**What you are asked to do**
Look through the data below, and copy each line that carries the word "deltas".

**Stored data entries**
╭──

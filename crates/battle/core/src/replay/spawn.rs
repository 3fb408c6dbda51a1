//! Collapse handlers for spawn deltas.
//!
//! Spawn deltas embed the fully constructed entity, so handlers only
//! append it, mark its cell occupied, and surface the observable event.

use crate::event::{BattleEvent, EventSink};
use crate::state::{Battle, Player, Rune, Shop, Tree, Unit};

pub fn unit_spawned(battle: &mut Battle, unit: &Unit, sink: &mut dyn EventSink) -> bool {
    if battle.unit(unit.id).is_some() {
        // Duplicate id: most likely a re-delivered delta during catch-up.
        return false;
    }
    battle.grid.occupy(unit.position);
    sink.receive_event(BattleEvent::UnitSpawned {
        unit: unit.id,
        position: unit.position,
    });
    battle.units.push(unit.clone());
    true
}

pub fn player_joined(battle: &mut Battle, player: &Player) -> bool {
    if battle.player(player.id).is_some() {
        return false;
    }
    battle.players.push(player.clone());
    true
}

pub fn rune_spawned(battle: &mut Battle, rune: &Rune) -> bool {
    if battle.rune(rune.id).is_some() {
        return false;
    }
    battle.grid.occupy(rune.position);
    battle.runes.push(*rune);
    true
}

pub fn shop_spawned(battle: &mut Battle, shop: &Shop) -> bool {
    if battle.shop(shop.id).is_some() {
        return false;
    }
    battle.grid.occupy(shop.position);
    battle.shops.push(shop.clone());
    true
}

pub fn tree_spawned(battle: &mut Battle, tree: &Tree) -> bool {
    if battle.tree(tree.id).is_some() {
        return false;
    }
    battle.grid.occupy(tree.position);
    battle.trees.push(*tree);
    true
}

╰──

**Solution to the problem**
//! Collapse handlers for spawn deltas.
//! Spawn deltas embed the fully constructed entity, so handlers only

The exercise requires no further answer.